A falta de traquejo com as emoções foi direcionada, por Antonioni, especificamente para os membros da elite burguesa, porque alienados e ensimesmados ou indiferentes e entediados, ponderando se realmente haveria enlaces amorosos verdadeiros entre membros de classes sociais distintas, uma vez que almejavam metas diferentes na vida.

Cria do neorrealismo, Antonioni foi criticado por ter optado em mostrar a realidade da burguesia, mas como marxista que era, ele o fez não para exaltar a elite, pelo contrário, foi na intenção de criticar a alienação e a vida vazia dos abastados.
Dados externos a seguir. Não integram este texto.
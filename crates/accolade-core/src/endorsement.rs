// crates/accolade-core/src/endorsement.rs

use std::fmt;

use chrono::{DateTime, Utc};
use serde::{Deserialize, Serialize};
use uuid::Uuid;

use crate::error::LedgerError;

/// Longest identifier or domain accepted, in bytes.
pub const MAX_LABEL_LEN: usize = 256;

/// Shared validation for user ids and domains.
///
/// Control characters are rejected because NUL separates key segments in
/// the RocksDB backend.
fn validate_label(kind: &str, value: &str) -> Result<(), LedgerError> {
    if value.trim().is_empty() {
        return Err(LedgerError::InvalidInput(format!("{} must not be empty", kind)));
    }
    if value.len() > MAX_LABEL_LEN {
        return Err(LedgerError::InvalidInput(format!(
            "{} exceeds {} bytes",
            kind, MAX_LABEL_LEN
        )));
    }
    if value.chars().any(char::is_control) {
        return Err(LedgerError::InvalidInput(format!(
            "{} contains control characters",
            kind
        )));
    }
    Ok(())
}

/// Opaque user identifier. Users exist implicitly once they appear on
/// either end of an endorsement.
#[derive(Debug, Clone, PartialEq, Eq, PartialOrd, Ord, Hash, Serialize, Deserialize)]
#[serde(try_from = "String", into = "String")]
pub struct UserId(String);

impl UserId {
    pub fn new(value: impl Into<String>) -> Result<Self, LedgerError> {
        let value = value.into();
        validate_label("user id", &value)?;
        Ok(Self(value))
    }

    pub fn as_str(&self) -> &str {
        &self.0
    }
}

impl TryFrom<String> for UserId {
    type Error = LedgerError;

    fn try_from(value: String) -> Result<Self, Self::Error> {
        Self::new(value)
    }
}

impl From<UserId> for String {
    fn from(id: UserId) -> Self {
        id.0
    }
}

impl fmt::Display for UserId {
    fn fmt(&self, f: &mut fmt::Formatter<'_>) -> fmt::Result {
        f.write_str(&self.0)
    }
}

/// Free-form category tag partitioning endorsements into independent
/// ranking spaces (e.g. "skill", "leadership").
#[derive(Debug, Clone, PartialEq, Eq, PartialOrd, Ord, Hash, Serialize, Deserialize)]
#[serde(try_from = "String", into = "String")]
pub struct Domain(String);

impl Domain {
    pub fn new(value: impl Into<String>) -> Result<Self, LedgerError> {
        let value = value.into();
        validate_label("domain", &value)?;
        Ok(Self(value))
    }

    pub fn as_str(&self) -> &str {
        &self.0
    }
}

impl TryFrom<String> for Domain {
    type Error = LedgerError;

    fn try_from(value: String) -> Result<Self, Self::Error> {
        Self::new(value)
    }
}

impl From<Domain> for String {
    fn from(domain: Domain) -> Self {
        domain.0
    }
}

impl fmt::Display for Domain {
    fn fmt(&self, f: &mut fmt::Formatter<'_>) -> fmt::Result {
        f.write_str(&self.0)
    }
}

/// Identity of an endorsement edge. At most one edge exists per key.
#[derive(Debug, Clone, PartialEq, Eq, PartialOrd, Ord, Hash, Serialize, Deserialize)]
pub struct EdgeKey {
    pub endorser_id: UserId,
    pub recipient_id: UserId,
    pub domain: Domain,
}

impl EdgeKey {
    pub fn new(endorser_id: UserId, recipient_id: UserId, domain: Domain) -> Self {
        Self {
            endorser_id,
            recipient_id,
            domain,
        }
    }
}

/// A directed, domain-scoped endorsement carrying an accumulated weight.
///
/// `id` and `created_at` are fixed on first creation. `weight` only grows,
/// and each increment is the endorser's influence at the time of that
/// submission; it is never recomputed afterwards.
#[derive(Debug, Clone, PartialEq, Eq, Serialize, Deserialize)]
pub struct Endorsement {
    /// Unique identifier (UUID v7 for time-ordering).
    pub id: Uuid,
    pub endorser_id: UserId,
    pub recipient_id: UserId,
    pub domain: Domain,
    /// Timestamp of the first endorsement of this triple.
    pub created_at: DateTime<Utc>,
    /// Accumulated influence transferred through this edge. Always >= 1.
    pub weight: u64,
}

impl Endorsement {
    /// A fresh edge for `key` carrying `weight`.
    pub fn create(key: EdgeKey, weight: u64, created_at: DateTime<Utc>) -> Self {
        Self {
            id: Uuid::now_v7(),
            endorser_id: key.endorser_id,
            recipient_id: key.recipient_id,
            domain: key.domain,
            created_at,
            weight,
        }
    }

    pub fn key(&self) -> EdgeKey {
        EdgeKey::new(
            self.endorser_id.clone(),
            self.recipient_id.clone(),
            self.domain.clone(),
        )
    }

    /// Add `weight` to this edge, failing on overflow.
    pub fn accumulate(&mut self, weight: u64) -> Result<(), LedgerError> {
        self.weight = self.weight.checked_add(weight).ok_or_else(|| {
            LedgerError::Persistence(format!(
                "weight overflow on endorsement {}",
                self.id
            ))
        })?;
        Ok(())
    }

    /// The wire shape, which does not carry the raw weight.
    pub fn view(&self) -> EndorsementView {
        EndorsementView::from(self)
    }
}

/// Wire shape of an endorsement: `{id, endorserId, recipientId, domain, createdAt}`.
#[derive(Debug, Clone, PartialEq, Eq, Serialize, Deserialize)]
#[serde(rename_all = "camelCase")]
pub struct EndorsementView {
    pub id: Uuid,
    pub endorser_id: UserId,
    pub recipient_id: UserId,
    pub domain: Domain,
    pub created_at: DateTime<Utc>,
}

impl From<&Endorsement> for EndorsementView {
    fn from(e: &Endorsement) -> Self {
        Self {
            id: e.id,
            endorser_id: e.endorser_id.clone(),
            recipient_id: e.recipient_id.clone(),
            domain: e.domain.clone(),
            created_at: e.created_at,
        }
    }
}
O filme que inaugura a chamada “trilogia da incomunicabilidade” é A Aventura (1960). Nele, vemos a dificuldade da personagem Anna (Lea Massari) em dialogar de forma satisfatória com seu noivo Sandro (Gabriele Ferzetti), para quem as palavras são inúteis, pois terminam criando mal-entendidos. Assim, Anna começa a se questionar sobre seu real sentimento por ele (seria amor, posse ou capricho?), entendendo ser necessário um afastamento mais longo do que aquele já vivido (como o rapaz trabalha em outra cidade, eles se encontram apenas mensalmente) para ela decidir se continuar naquela relação valia mesmo a pena.

Em meio a um cruzeiro pelas ilhas italianas (com casais amigos que também não conseguem entrar em sintonia), Anna desaparece, deixando todos preocupados, principalmente Sandro e sua melhor amiga, Cláudia (Monica Vitti) – a única da roda, tirando os empregados, a não pertencer a uma família abastada. Eles não medem esforços para procurar Anna, mas a aproximação repentina acende uma fagulha, e Sandro passa a desejar Cláudia perdidamente, enquanto ela o rejeita fortemente, em nome de sua amizade por Anna. Isso deixa Sandro desconcertado. Para ele, como Anna está ausente, não há traição (bem nos moldes de “o que os olhos não veem, o coração não sente”); além de sua certeza de que Anna achava não ser suficientemente amada por ninguém, facilitando seu súbito desinteresse por ela (como as relações são fluidas, Anna está no passado, e Cláudia é o presente). Cláudia, que vem das massas, diz não estar acostumada a esse tipo de atitude tão fria. Quando as buscas se intensificam pelo território italiano, elas passam a ser um pretexto para Sandro e Cláudia ficarem juntos, e eles não sabem lidar com as emoções que os envolvem. Apesar de torturada pela culpa, Cláudia acaba se entregando de cabeça a Sandro, esperando uma reciprocidade no sentimento (não apenas desejo, e sim amor). Agora, Anna passa a ser uma ameaça ao novo casal (e Antonioni a torna uma presença fantasmagórica, deixando personagens e espectadores à deriva, sem nenhum esclarecimento a cerca de seu desaparecimento), tanto que Cláudia confessa a outra amiga preferir que ela esteja morta. Embora apaixonado, Sandro também não entende completamente a sua relação com Cláudia e, numa festa, ao ver uma moça parecida com Anna, ele se deixa levar por seus encantos. Cláudia os vê e foge. Ele a persegue, chorando arrependido, e ela, mesmo magoada, afaga a sua cabeça. O último plano do filme mostra ambos desolados entre o mar (liberdade) e um muro de concreto (comprometimento), metáfora que remete a um belo verso da música Todo azul do mar, de Flávio Venturini, sobre o paradoxo do amor: “tudo que eu fiz foi me confessar; escravo do seu amor, livre pra amar”.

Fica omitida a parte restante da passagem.